Née dans l’ère de l’informatique, Anne Lopez fait partie de la nouvelle génération de danseurs. Et si elle intègre au propos de sa pièce l’image électronique comme nouvelle matière du corps, il n’en reste pas moins que le corps demeure maître de l’image. Certes, le corps ne sait pas faire ce que le virtuel fabrique. Et s’il s’en inspire, le danseur devra se soumettre à l’exigence d’un travail d’autant plus soutenu. Que l’image générée par la machine suggère à la danse une «physicalité» extrême, soit, mais le danseur devra redonner au corps ce qu’il a finalement de plus communicant. Anne Lopez relève ce défi.

Car, c’est en visant l’universel que l’on garde les yeux ouverts. A l’intersection de la danse et du multimédia, ce 7e festival «Plurielles» est traversé par des auteurs sans doute peu connus du public. Mais ils ont tous un point commun. Ils travaillent sur le corps à l’endroit de leur quotidien : Bruxelles pour Patricia Kuypers et Bud Blumenthal, Barcelone pour Tomàs Aragay, le Brésil pour Osman Khelili, et, dans l’entre-deux, les chorégraphes auxquels nous voulons témoigner notre fidélité. Nous les connaissons pour les avoir déjà invités, ou pour les avoir récemment découverts : Fabrice Dasse, Latifa Laâbissi, Bernard Glandier, Valérie Rivière, Georges Appaix, Catherine Diverrès et le très vivant collectif Kubilaï Khan Investigations.

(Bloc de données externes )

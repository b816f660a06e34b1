// src/handlers/response.rs

use axum::{
    Extension, Json,
    extract::{Path, State},
    http::StatusCode,
    response::IntoResponse,
};
use sqlx::{PgPool, Postgres, QueryBuilder};
use validator::Validate;

use crate::{
    error::AppError,
    handlers::request::find_owned_request,
    models::response::{AddResponsePayload, HomeworkResponse, UpdateResponsePayload},
    utils::{html::clean_html, jwt::Claims},
};

/// Column list for homework_responses queries.
const RESPONSE_COLUMNS: &str = "id, request_id, responder_id, source, answer_text, \
    steps, is_accepted, rating, feedback, created_at";

/// Attach a new response to an owned request.
///
/// When the response arrives already accepted, the parent request moves to
/// 'answered' in the same transaction as the insert.
pub async fn add_response(
    State(pool): State<PgPool>,
    Extension(claims): Extension<Claims>,
    Path(request_id): Path<i64>,
    Json(payload): Json<AddResponsePayload>,
) -> Result<impl IntoResponse, AppError> {
    if let Err(validation_errors) = payload.validate() {
        return Err(AppError::BadRequest(validation_errors.to_string()));
    }

    let user_id = claims.sub.parse::<i64>().unwrap_or(0);

    find_owned_request(&pool, request_id, user_id).await?;

    let source = payload.source.unwrap_or_else(|| "ai".to_string());
    let is_accepted = payload.is_accepted.unwrap_or(false);
    let answer_text = clean_html(&payload.answer_text);

    // AI answers carry no answering user; human-sourced ones are attributed
    // to the caller.
    let responder_id = if source == "ai" { None } else { Some(user_id) };

    let mut tx = pool
        .begin()
        .await
        .map_err(|e| AppError::InternalServerError(e.to_string()))?;

    let query = format!(
        "INSERT INTO homework_responses
            (request_id, responder_id, source, answer_text, steps, is_accepted, rating, feedback)
         VALUES ($1, $2, $3, $4, $5, $6, $7, $8)
         RETURNING {RESPONSE_COLUMNS}"
    );

    let response = sqlx::query_as::<_, HomeworkResponse>(&query)
        .bind(request_id)
        .bind(responder_id)
        .bind(source)
        .bind(answer_text)
        .bind(payload.steps)
        .bind(is_accepted)
        .bind(payload.rating)
        .bind(payload.feedback)
        .fetch_one(&mut *tx)
        .await
        .map_err(|e| {
            tracing::error!("Failed to add response: {:?}", e);
            AppError::InternalServerError(e.to_string())
        })?;

    if is_accepted {
        sqlx::query(
            "UPDATE homework_requests SET status = 'answered', updated_at = NOW() WHERE id = $1",
        )
        .bind(request_id)
        .execute(&mut *tx)
        .await
        .map_err(|e| AppError::InternalServerError(e.to_string()))?;
    }

    tx.commit()
        .await
        .map_err(|e| AppError::InternalServerError(e.to_string()))?;

    Ok((
        StatusCode::CREATED,
        Json(serde_json::json!({ "success": true, "data": response })),
    ))
}

/// Update acceptance, rating or feedback on a response.
///
/// The response must live under the given request; an id that exists under
/// a different request is treated as missing. An explicit acceptance toggle
/// moves the parent request to 'answered' (true) or back to 'open' (false)
/// in the same transaction. The parent status mirrors the last toggle, not
/// whether any accepted sibling remains.
pub async fn update_response(
    State(pool): State<PgPool>,
    Extension(claims): Extension<Claims>,
    Path((request_id, response_id)): Path<(i64, i64)>,
    Json(payload): Json<UpdateResponsePayload>,
) -> Result<impl IntoResponse, AppError> {
    if payload.is_empty() {
        return Err(AppError::BadRequest(
            "At least one field must be provided".to_string(),
        ));
    }

    if let Err(validation_errors) = payload.validate() {
        return Err(AppError::BadRequest(validation_errors.to_string()));
    }

    let user_id = claims.sub.parse::<i64>().unwrap_or(0);

    find_owned_request(&pool, request_id, user_id).await?;

    let mut tx = pool
        .begin()
        .await
        .map_err(|e| AppError::InternalServerError(e.to_string()))?;

    let existing =
        sqlx::query("SELECT id FROM homework_responses WHERE id = $1 AND request_id = $2")
            .bind(response_id)
            .bind(request_id)
            .fetch_optional(&mut *tx)
            .await
            .map_err(|e| AppError::InternalServerError(e.to_string()))?;

    if existing.is_none() {
        return Err(AppError::NotFound("Response not found".to_string()));
    }

    let mut builder: QueryBuilder<Postgres> = QueryBuilder::new("UPDATE homework_responses SET ");
    let mut separated = builder.separated(", ");

    if let Some(is_accepted) = payload.is_accepted {
        separated.push("is_accepted = ");
        separated.push_bind_unseparated(is_accepted);
    }

    if let Some(rating) = payload.rating {
        separated.push("rating = ");
        separated.push_bind_unseparated(rating);
    }

    if let Some(feedback) = payload.feedback {
        separated.push("feedback = ");
        separated.push_bind_unseparated(feedback);
    }

    builder.push(" WHERE id = ");
    builder.push_bind(response_id);
    builder.push(format!(" RETURNING {RESPONSE_COLUMNS}"));

    let response = builder
        .build_query_as::<HomeworkResponse>()
        .fetch_one(&mut *tx)
        .await
        .map_err(|e| {
            tracing::error!("Failed to update response: {:?}", e);
            AppError::InternalServerError(e.to_string())
        })?;

    if let Some(accepted) = payload.is_accepted {
        let status = if accepted { "answered" } else { "open" };

        sqlx::query("UPDATE homework_requests SET status = $1, updated_at = NOW() WHERE id = $2")
            .bind(status)
            .bind(request_id)
            .execute(&mut *tx)
            .await
            .map_err(|e| AppError::InternalServerError(e.to_string()))?;
    }

    tx.commit()
        .await
        .map_err(|e| AppError::InternalServerError(e.to_string()))?;

    Ok(Json(serde_json::json!({ "success": true, "data": response })))
}

/// List all responses for an owned request, oldest first.
pub async fn list_responses(
    State(pool): State<PgPool>,
    Extension(claims): Extension<Claims>,
    Path(request_id): Path<i64>,
) -> Result<impl IntoResponse, AppError> {
    let user_id = claims.sub.parse::<i64>().unwrap_or(0);

    find_owned_request(&pool, request_id, user_id).await?;

    let query = format!(
        "SELECT {RESPONSE_COLUMNS} FROM homework_responses
         WHERE request_id = $1
         ORDER BY created_at ASC"
    );

    let items = sqlx::query_as::<_, HomeworkResponse>(&query)
        .bind(request_id)
        .fetch_all(&pool)
        .await
        .map_err(|e| {
            tracing::error!("Failed to list responses: {:?}", e);
            AppError::InternalServerError(e.to_string())
        })?;

    let count = items.len();

    Ok(Json(serde_json::json!({
        "success": true,
        "data": { "items": items, "count": count }
    })))
}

Cela va de soi, énoncer les chorégraphes, c’est d’abord parler des interprètes. Ce sont eux qui apportent chaque jour les inventions du corps dans le travail assidu des studios. Au début d’un millénaire marqué par les nouvelles technologies, la danse a ceci de remarquable : elle écrit des formes dans les trois dimensions de l’espace, étendu à toutes les sources de la perception. Elle fait donc appel à un système de relations instantanées et complexes qui élabore un langage à destination du sens ; inventant naturellement des liens inconcevables, y compris dans des forces qui s’opposent. C’est pourquoi elle est éphémère. C’est ainsi qu’elle nous touche.

«Le poids» étant la seule évidence partagée par tous, la danse reste un mystère auquel on ne peut accéder que par les voies d’un imaginaire ancré dans la chair.

Mystère des corps… Mystère d’une petite fille qui circulait un jour entre les tables d’un restaurant… Elle poursuivait inlassablement son chemin à la découverte d’un monde à sa mesure. Ça se voyait dans ses yeux.